=== Section Start ===

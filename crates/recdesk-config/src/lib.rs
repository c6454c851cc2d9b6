//! Configuration for the recdesk CLI.
//!
//! TOML profiles, credential resolution (env + keyring + plaintext), and
//! translation to `recdesk_core::DeskConfig`. The CLI layers its global
//! flag overrides on top.

use std::collections::HashMap;
use std::path::{Path, PathBuf};
use std::time::Duration;

use directories::ProjectDirs;
use figment::{
    Figment,
    providers::{Env, Format, Serialized, Toml},
};
use secrecy::SecretString;
use serde::{Deserialize, Serialize};
use thiserror::Error;

use recdesk_core::{AuthPaths, Credentials, DeskConfig, QueryConfig, TlsMode};

/// Keyring service name; entries are keyed `<profile>/password`.
pub const KEYRING_SERVICE: &str = "recdesk";

// ── Error ───────────────────────────────────────────────────────────

#[derive(Debug, Error)]
pub enum ConfigError {
    #[error("invalid {field}: {reason}")]
    Validation { field: String, reason: String },

    #[error("no password configured for profile '{profile}'")]
    NoCredentials { profile: String },

    #[error("failed to serialize config: {0}")]
    Serialization(#[from] toml::ser::Error),

    #[error("config loading failed: {0}")]
    Figment(Box<figment::Error>),

    #[error("IO error: {0}")]
    Io(#[from] std::io::Error),
}

impl From<figment::Error> for ConfigError {
    fn from(err: figment::Error) -> Self {
        Self::Figment(Box::new(err))
    }
}

// ── TOML config structs ─────────────────────────────────────────────

/// Top-level TOML configuration.
#[derive(Debug, Deserialize, Serialize)]
pub struct Config {
    /// Default profile name.
    pub default_profile: Option<String>,

    #[serde(default)]
    pub defaults: Defaults,

    /// Named backend profiles.
    #[serde(default)]
    pub profiles: HashMap<String, Profile>,
}

impl Default for Config {
    fn default() -> Self {
        Self {
            default_profile: Some("default".into()),
            defaults: Defaults::default(),
            profiles: HashMap::new(),
        }
    }
}

#[derive(Debug, Deserialize, Serialize)]
pub struct Defaults {
    #[serde(default = "default_output")]
    pub output: String,

    #[serde(default)]
    pub insecure: bool,

    /// Request timeout in seconds.
    #[serde(default = "default_timeout")]
    pub timeout: u64,
}

impl Default for Defaults {
    fn default() -> Self {
        Self {
            output: default_output(),
            insecure: false,
            timeout: default_timeout(),
        }
    }
}

fn default_output() -> String {
    "table".into()
}
fn default_timeout() -> u64 {
    30
}

/// A named backend profile.
#[derive(Debug, Default, Clone, Deserialize, Serialize)]
pub struct Profile {
    /// API base URL (e.g., "https://records.local/api").
    pub server: String,

    pub username: Option<String>,

    /// Password (plaintext; prefer keyring or env var).
    pub password: Option<String>,

    /// Environment variable holding the password.
    pub password_env: Option<String>,

    /// Path to a custom CA certificate.
    pub ca_cert: Option<PathBuf>,

    /// Accept invalid certificates. Overrides `defaults.insecure`.
    pub insecure: Option<bool>,

    /// Request timeout in seconds. Overrides `defaults.timeout`.
    pub timeout: Option<u64>,

    pub login_path: Option<String>,
    pub refresh_path: Option<String>,
    pub logout_path: Option<String>,

    /// Cached results go stale after this long (humantime, e.g. "30s").
    pub stale_time: Option<String>,

    /// Unused cache entries are dropped after this long (humantime).
    pub keep_unused_for: Option<String>,
}

// ── Config file path ────────────────────────────────────────────────

/// Resolve the config file path via XDG / platform conventions.
/// `RECDESK_CONFIG` overrides it.
pub fn config_path() -> PathBuf {
    if let Some(path) = std::env::var_os("RECDESK_CONFIG") {
        return PathBuf::from(path);
    }
    ProjectDirs::from("com", "recdesk", "recdesk").map_or_else(
        || {
            let mut p = PathBuf::from(std::env::var("HOME").unwrap_or_else(|_| ".".into()));
            p.push(".config");
            p.push("recdesk");
            p.push("config.toml");
            p
        },
        |dirs| dirs.config_dir().join("config.toml"),
    )
}

// ── Loading & saving ────────────────────────────────────────────────

/// Load the full Config from the canonical file + environment.
pub fn load_config() -> Result<Config, ConfigError> {
    load_config_from(&config_path())
}

/// Load from `path` (missing file = defaults), then `RECDESK_`-prefixed
/// environment variables. Nested keys use `__`, e.g.
/// `RECDESK_DEFAULTS__TIMEOUT=10`.
pub fn load_config_from(path: &Path) -> Result<Config, ConfigError> {
    let figment = Figment::new()
        .merge(Serialized::defaults(Config::default()))
        .merge(Toml::file(path))
        .merge(Env::prefixed("RECDESK_").split("__"));

    Ok(figment.extract()?)
}

/// Load config, returning a default if it can't be read.
pub fn load_config_or_default() -> Config {
    load_config().unwrap_or_default()
}

/// Serialize config to TOML and write to the canonical config path.
pub fn save_config(cfg: &Config) -> Result<(), ConfigError> {
    save_config_to(&config_path(), cfg)
}

pub fn save_config_to(path: &Path, cfg: &Config) -> Result<(), ConfigError> {
    if let Some(parent) = path.parent() {
        std::fs::create_dir_all(parent)?;
    }
    let toml_str = toml::to_string_pretty(cfg)?;
    std::fs::write(path, toml_str)?;
    Ok(())
}

// ── Credential resolution ───────────────────────────────────────────

/// Resolve the password for `profile_name`:
/// `RECDESK_PASSWORD` → `password_env` → keyring → plaintext.
pub fn resolve_password(profile: &Profile, profile_name: &str) -> Result<SecretString, ConfigError> {
    resolve_password_with(
        profile,
        profile_name,
        |name| std::env::var(name).ok(),
        keyring_password,
    )
}

fn keyring_password(profile_name: &str) -> Option<String> {
    keyring::Entry::new(KEYRING_SERVICE, &format!("{profile_name}/password"))
        .ok()?
        .get_password()
        .ok()
}

fn resolve_password_with(
    profile: &Profile,
    profile_name: &str,
    env: impl Fn(&str) -> Option<String>,
    keyring: impl Fn(&str) -> Option<String>,
) -> Result<SecretString, ConfigError> {
    if let Some(pw) = env("RECDESK_PASSWORD") {
        return Ok(SecretString::from(pw));
    }
    if let Some(pw) = profile.password_env.as_deref().and_then(&env) {
        return Ok(SecretString::from(pw));
    }
    if let Some(pw) = keyring(profile_name) {
        return Ok(SecretString::from(pw));
    }
    if let Some(ref pw) = profile.password {
        return Ok(SecretString::from(pw.clone()));
    }

    Err(ConfigError::NoCredentials {
        profile: profile_name.into(),
    })
}

/// Credentials for a profile. `None` when no username is configured
/// (neither in the profile nor in `RECDESK_USERNAME`).
pub fn resolve_credentials(
    profile: &Profile,
    profile_name: &str,
) -> Result<Option<Credentials>, ConfigError> {
    let Some(username) = profile
        .username
        .clone()
        .or_else(|| std::env::var("RECDESK_USERNAME").ok())
    else {
        return Ok(None);
    };

    let password = resolve_password(profile, profile_name)?;
    Ok(Some(Credentials { username, password }))
}

// ── Profile → DeskConfig ────────────────────────────────────────────

fn parse_duration(field: &str, value: &str) -> Result<Duration, ConfigError> {
    humantime::parse_duration(value).map_err(|e| ConfigError::Validation {
        field: field.into(),
        reason: format!("'{value}': {e}"),
    })
}

/// Query cache tuning from a profile.
pub fn query_config(profile: &Profile) -> Result<QueryConfig, ConfigError> {
    let mut query = QueryConfig::default();
    if let Some(ref stale) = profile.stale_time {
        query.stale_time = Some(parse_duration("stale_time", stale)?);
    }
    if let Some(ref keep) = profile.keep_unused_for {
        query.keep_unused_for = parse_duration("keep_unused_for", keep)?;
    }
    Ok(query)
}

/// Auth endpoint paths, falling back to the `/auth/*` defaults.
pub fn auth_paths(profile: &Profile) -> AuthPaths {
    let defaults = AuthPaths::default();
    AuthPaths {
        login: profile.login_path.clone().unwrap_or(defaults.login),
        refresh: profile.refresh_path.clone().unwrap_or(defaults.refresh),
        logout: profile.logout_path.clone().unwrap_or(defaults.logout),
    }
}

/// Build a `DeskConfig` from a profile, without CLI flag overrides.
pub fn profile_to_desk_config(
    profile: &Profile,
    profile_name: &str,
    defaults: &Defaults,
) -> Result<DeskConfig, ConfigError> {
    let url: url::Url = profile.server.parse().map_err(|_| ConfigError::Validation {
        field: "server".into(),
        reason: format!("invalid URL: {}", profile.server),
    })?;

    let tls = if profile.insecure.unwrap_or(defaults.insecure) {
        TlsMode::DangerAcceptInvalid
    } else if let Some(ref ca_path) = profile.ca_cert {
        TlsMode::CustomCa(ca_path.clone())
    } else {
        TlsMode::System
    };

    let mut config = DeskConfig::new(url);
    config.credentials = resolve_credentials(profile, profile_name)?;
    config.tls = tls;
    config.timeout = Duration::from_secs(profile.timeout.unwrap_or(defaults.timeout));
    config.auth_paths = auth_paths(profile);
    config.query = query_config(profile)?;
    Ok(config)
}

=== Section End ===

» **TASK PROMPT**: Copy exactly, please, the span of lines that begins at the line with "let tls = if" and ends at the last line of the data, both included.

» **ANSWER FOR THIS EXERCISE**:
    let tls = if profile.insecure.unwrap_or(defaults.insecure) {
        TlsMode::DangerAcceptInvalid
    } else if let Some(ref ca_path) = profile.ca_cert {
        TlsMode::CustomCa(ca_path.clone())
    } else {
        TlsMode::System
    };

    let mut config = DeskConfig::new(url);
    config.credentials = resolve_credentials(profile, profile_name)?;
    config.tls = tls;
    config.timeout = Duration::from_secs(profile.timeout.unwrap_or(defaults.timeout));
    config.auth_paths = auth_paths(profile);
    config.query = query_config(profile)?;
    Ok(config)
}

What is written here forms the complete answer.